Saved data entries
==================================================

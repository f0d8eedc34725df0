//! Knock validation and construction.
//!
//! # The validation pipeline (for beginners)
//!
//! Every datagram arriving at an SPA port walks the same stages, and any
//! stage can end the walk:
//!
//! ```text
//! RECEIVED ─► DECODED ─► DEVICE_RESOLVED ─► MAC_VERIFIED ─► FRESHNESS_CHECKED ─► REPLAY_CHECKED
//!    │           │              │                 │                 │                  │
//!    └─ drop ────┴── drop ──────┴─── drop ────────┴──── drop ───────┴──── drop ────────┘
//! ```
//!
//! The sender never learns which stage dropped its packet.  The
//! [`KnockRejection`] value exists only so the listener can log and count.
//!
//! The replay guard is written last, after the tag has verified.  Forged or
//! stale packets therefore never occupy space in the guard, and a forged
//! packet cannot "burn" a nonce that the legitimate device later sends.

use std::sync::Arc;
use std::time::Duration;

use hmac::{Hmac, Mac};
use rand::rngs::OsRng;
use rand::RngCore;
use sha2::Sha256;
use thiserror::Error;
use tracing::debug;

use crate::domain::device::{Device, DeviceId, KnockSecret};
use crate::protocol::codec::{decode_knock, seal_knock, verify_tag, ProtocolError};
use crate::protocol::messages::{Nonce, MAX_KNOCK_LEN, NONCE_LEN};
use crate::registry::DeviceRegistry;
use crate::replay::ReplayGuard;
use crate::store::InsertOutcome;
use crate::time::Clock;

pub use crate::protocol::codec::{open_grant, seal_grant};

/// Default tolerated difference between sender and receiver clocks.
pub const DEFAULT_MAX_CLOCK_SKEW: Duration = Duration::from_secs(30);

/// Why a knock was dropped.  Never sent to the peer.
#[derive(Debug, Error, PartialEq, Eq)]
pub enum KnockRejection {
    #[error("malformed knock: {0}")]
    Malformed(#[from] ProtocolError),

    #[error("unknown device {0}")]
    UnknownDevice(DeviceId),

    #[error("knock tag does not verify for device {0}")]
    BadTag(DeviceId),

    #[error("knock from {device_id} is stale: timestamp {timestamp}, now {now}")]
    Stale {
        device_id: DeviceId,
        timestamp: i64,
        now: i64,
    },

    #[error("knock from {0} replays an accepted nonce")]
    Replayed(DeviceId),

    #[error("replay guard is full, knock from {0} cannot be recorded")]
    GuardFull(DeviceId),
}

impl KnockRejection {
    /// Short stage label for logs and counters.
    pub fn as_str(&self) -> &'static str {
        match self {
            KnockRejection::Malformed(_) => "malformed",
            KnockRejection::UnknownDevice(_) => "unknown_device",
            KnockRejection::BadTag(_) => "bad_tag",
            KnockRejection::Stale { .. } => "stale",
            KnockRejection::Replayed(_) => "replayed",
            KnockRejection::GuardFull(_) => "guard_full",
        }
    }
}

/// A knock that passed every check.
#[derive(Debug, Clone)]
pub struct ValidatedKnock {
    pub device: Arc<Device>,
    pub nonce: Nonce,
    pub timestamp: i64,
    pub token: Option<String>,
}

// ── Validator ─────────────────────────────────────────────────────────────────

/// Runs the knock pipeline.  One instance is shared by every task of a listener.
pub struct KnockValidator {
    registry: Arc<dyn DeviceRegistry>,
    replay: ReplayGuard,
    clock: Arc<dyn Clock>,
    max_skew: Duration,
    decoy_key: [u8; 32],
}

impl KnockValidator {
    pub fn new(
        registry: Arc<dyn DeviceRegistry>,
        replay: ReplayGuard,
        clock: Arc<dyn Clock>,
        max_skew: Duration,
    ) -> Self {
        let mut decoy_key = [0u8; 32];
        OsRng.fill_bytes(&mut decoy_key);
        Self {
            registry,
            replay,
            clock,
            max_skew,
            decoy_key,
        }
    }

    pub fn replay_guard(&self) -> &ReplayGuard {
        &self.replay
    }

    pub fn max_skew(&self) -> Duration {
        self.max_skew
    }

    /// Validates one datagram.
    ///
    /// # Errors
    ///
    /// Returns the [`KnockRejection`] naming the first stage that failed.
    pub fn validate(&self, datagram: &[u8]) -> Result<ValidatedKnock, KnockRejection> {
        // DECODED
        let decoded = decode_knock(datagram)?;
        let packet = decoded.packet;

        // DEVICE_RESOLVED
        let Some(device) = self.registry.lookup(&packet.device_id) else {
            self.spend_decoy_mac(decoded.authenticated);
            return Err(KnockRejection::UnknownDevice(packet.device_id));
        };

        // MAC_VERIFIED
        if !verify_tag(&device.knock_secret, decoded.authenticated, &packet.tag) {
            return Err(KnockRejection::BadTag(packet.device_id));
        }

        // FRESHNESS_CHECKED
        let now = self.clock.unix_seconds();
        if now.abs_diff(packet.timestamp) > self.max_skew.as_secs() {
            return Err(KnockRejection::Stale {
                device_id: packet.device_id,
                timestamp: packet.timestamp,
                now,
            });
        }

        // REPLAY_CHECKED
        match self.replay.record(&packet.device_id, &packet.nonce) {
            InsertOutcome::Stored => {}
            InsertOutcome::Present => return Err(KnockRejection::Replayed(packet.device_id)),
            InsertOutcome::Full => return Err(KnockRejection::GuardFull(packet.device_id)),
        }

        debug!(device_id = %packet.device_id, "knock validated");
        Ok(ValidatedKnock {
            device,
            nonce: packet.nonce,
            timestamp: packet.timestamp,
            token: packet.token,
        })
    }

    /// Computes an HMAC with a throwaway key so that unknown devices cost the
    /// same as known ones.
    fn spend_decoy_mac(&self, data: &[u8]) {
        if let Ok(mut mac) = <Hmac<Sha256> as Mac>::new_from_slice(&self.decoy_key) {
            mac.update(data);
            let _ = mac.finalize();
        }
    }
}

// ── Builder ───────────────────────────────────────────────────────────────────

/// A sealed knock and the nonce it carries.
#[derive(Debug, Clone, PartialEq, Eq)]
pub struct BuiltKnock {
    pub bytes: Vec<u8>,
    pub nonce: Nonce,
}

/// Produces knocks for one device.  Used by the host agent.
#[derive(Debug, Clone)]
pub struct KnockBuilder {
    device_id: DeviceId,
    secret: KnockSecret,
}

impl KnockBuilder {
    pub fn new(device_id: DeviceId, secret: KnockSecret) -> Self {
        Self { device_id, secret }
    }

    pub fn device_id(&self) -> &DeviceId {
        &self.device_id
    }

    pub fn secret(&self) -> &KnockSecret {
        &self.secret
    }

    /// Builds a knock with a fresh random nonce.
    pub fn build(&self, timestamp: i64, token: Option<&str>) -> Result<BuiltKnock, ProtocolError> {
        let mut nonce = [0u8; NONCE_LEN];
        OsRng.fill_bytes(&mut nonce);
        self.build_with_nonce(timestamp, nonce, token)
    }

    /// Builds a knock with a caller-chosen nonce.
    pub fn build_with_nonce(
        &self,
        timestamp: i64,
        nonce: Nonce,
        token: Option<&str>,
    ) -> Result<BuiltKnock, ProtocolError> {
        let bytes = seal_knock(&self.secret, &self.device_id, timestamp, &nonce, token)?;
        debug_assert!(bytes.len() <= MAX_KNOCK_LEN);
        Ok(BuiltKnock { bytes, nonce })
    }
}
//! SDP controller entry point.
//!
//! The controller is the first hop of the admission sequence.  A device
//! proves it knows its knock secret with a single UDP packet; the controller
//! answers with a short-lived signed token that the device then presents to
//! the gateway.
//!
//! # Usage
//!
//! ```text
//! sdp-controller [OPTIONS]
//!
//! Options:
//!   --config <PATH>   Path to controller.toml [env: SDP_CONTROLLER_CONFIG]
//!   --write-default   Write a default config to --config and exit
//! ```
//!
//! # Startup sequence
//!
//! 1. Parse CLI arguments and load the TOML config.
//! 2. Initialise `tracing` (`RUST_LOG` wins over `controller.log_level`).
//! 3. Start the knock port, the token API and the sweep task.
//! 4. Wait for Ctrl+C, then signal every task through a `watch` channel.

use std::path::PathBuf;
use std::sync::Arc;

use anyhow::Context;
use clap::Parser;
use sdp_controller::infrastructure::runtime;
use sdp_controller::infrastructure::storage::config::{
    default_config_path, load_config, save_config, ControllerConfig,
};
use sdp_core::SystemClock;
use tokio::sync::watch;
use tracing::info;
use tracing_subscriber::EnvFilter;

// ── CLI argument definitions ──────────────────────────────────────────────────

/// SDP controller.
///
/// Authenticates device knocks and issues short-lived access tokens.
#[derive(Debug, Parser)]
#[command(
    name = "sdp-controller",
    about = "Authenticates device knocks and issues short-lived access tokens",
    version
)]
struct Cli {
    /// Path to the controller configuration file.
    ///
    /// Defaults to `controller.toml` in the platform config directory.
    #[arg(long, env = "SDP_CONTROLLER_CONFIG")]
    config: Option<PathBuf>,

    /// Write a default configuration to the config path and exit.
    #[arg(long, default_value_t = false)]
    write_default: bool,
}

impl Cli {
    fn config_path(&self) -> anyhow::Result<PathBuf> {
        match &self.config {
            Some(path) => Ok(path.clone()),
            None => default_config_path().context("no --config given"),
        }
    }
}

// ── Entry point ───────────────────────────────────────────────────────────────

#[tokio::main]
async fn main() -> anyhow::Result<()> {
    let cli = Cli::parse();
    let path = cli.config_path()?;

    if cli.write_default {
        save_config(&ControllerConfig::default(), &path)
            .with_context(|| format!("writing {}", path.display()))?;
        println!("wrote default configuration to {}", path.display());
        return Ok(());
    }

    let config = load_config(&path).with_context(|| format!("loading {}", path.display()))?;

    tracing_subscriber::fmt()
        .with_env_filter(
            EnvFilter::try_from_default_env()
                .unwrap_or_else(|_| EnvFilter::new(&config.controller.log_level)),
        )
        .init();

    info!(
        config = %path.display(),
        devices = config.devices.len(),
        "SDP controller starting"
    );

    let (shutdown_tx, shutdown_rx) = watch::channel(false);
    let controller = runtime::start(&config, Arc::new(SystemClock), shutdown_rx)
        .await
        .context("starting controller")?;

    match tokio::signal::ctrl_c().await {
        Ok(()) => info!("received Ctrl+C, shutting down"),
        Err(e) => tracing::error!("failed to listen for Ctrl+C signal: {e}"),
    }
    let _ = shutdown_tx.send(true);

    let stats = controller.spa_stats.snapshot();
    let issued = controller.grants.issued_count();
    controller.join().await;

    info!(
        received = stats.received,
        dropped = stats.dropped(),
        issued,
        "SDP controller stopped"
    );
    Ok(())
}

// ── Tests ─────────────────────────────────────────────────────────────────────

==================================================

== Work item ==
The records above should be printed exactly, please, from the first line through the line containing "The replay guard", with both ends kept and nothing past it.

== Task solution ==
repository f0d8eedc34725df0
//! Knock validation and construction.
//!
//! # The validation pipeline (for beginners)
//!
//! Every datagram arriving at an SPA port walks the same stages, and any
//! stage can end the walk:
//!
//! ```text
//! RECEIVED ─► DECODED ─► DEVICE_RESOLVED ─► MAC_VERIFIED ─► FRESHNESS_CHECKED ─► REPLAY_CHECKED
//!    │           │              │                 │                 │                  │
//!    └─ drop ────┴── drop ──────┴─── drop ────────┴──── drop ───────┴──── drop ────────┘
//! ```
//!
//! The sender never learns which stage dropped its packet.  The
//! [`KnockRejection`] value exists only so the listener can log and count.
//!
//! The replay guard is written last, after the tag has verified.  Forged or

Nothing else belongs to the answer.